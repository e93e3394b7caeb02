use std::path::{Path, PathBuf};

use chrono::{SecondsFormat, Utc};
use serde::Serialize;
use tracing::info;

use crate::core::export::ExportRequest;
use crate::core::processing::colorize::VisParams;
use crate::error::Result;
use crate::types::{CoordinateSpace, OutputFormat};

/// Contents of the JSON sidecar written next to every exported image.
#[derive(Debug, Clone, Serialize)]
pub struct ExportMetadata<'a> {
    pub description: &'a str,
    pub raster: &'a str,
    pub bands: Vec<&'a str>,
    pub format: OutputFormat,
    pub rows: usize,
    pub cols: usize,
    pub geotransform: [f64; 6],
    pub crs: Option<&'static str>,
    pub nodata: Option<&'static str>,
    /// Requested export resolution; the local writer keeps the native grid
    pub scale: f64,
    pub estimated_pixels: u64,
    pub max_pixels: u64,
    pub style: Option<&'a VisParams>,
    pub created: String,
    pub conversion_tool: &'static str,
    pub conversion_version: &'static str,
}

impl<'a> ExportMetadata<'a> {
    pub fn from_request(request: &'a ExportRequest, format: OutputFormat) -> Self {
        let raster = request.raster();
        let grid = raster.grid();
        Self {
            description: request.description(),
            raster: raster.name(),
            bands: raster.band_names(),
            format,
            rows: grid.rows,
            cols: grid.cols,
            geotransform: grid.transform.to_gdal(),
            crs: match request.region().space() {
                CoordinateSpace::Geographic => Some("EPSG:4326"),
                CoordinateSpace::Planar => None,
            },
            nodata: match format {
                OutputFormat::TIFF => Some("nan"),
                OutputFormat::JPEG => None,
            },
            scale: request.scale(),
            estimated_pixels: request.estimated_pixels(),
            max_pixels: request.max_pixels(),
            style: request.style(),
            created: Utc::now().to_rfc3339_opts(SecondsFormat::Secs, true),
            conversion_tool: env!("CARGO_PKG_NAME"),
            conversion_version: env!("CARGO_PKG_VERSION"),
        }
    }
}

/// Write `<output>.json` describing the export.
pub fn write_metadata_sidecar(
    output_path: &Path,
    request: &ExportRequest,
    format: OutputFormat,
) -> Result<PathBuf> {
    let sidecar_path = output_path.with_extension("json");
    let metadata = ExportMetadata::from_request(request, format);
    std::fs::write(&sidecar_path, serde_json::to_string_pretty(&metadata)?)?;
    info!("Created metadata sidecar: {:?}", sidecar_path);
    Ok(sidecar_path)
}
_____
Exercise goal: If a line in the data above contains "ExportMetadata", return that line.

Answer section:
pub struct ExportMetadata<'a> {
impl<'a> ExportMetadata<'a> {
    let metadata = ExportMetadata::from_request(request, format);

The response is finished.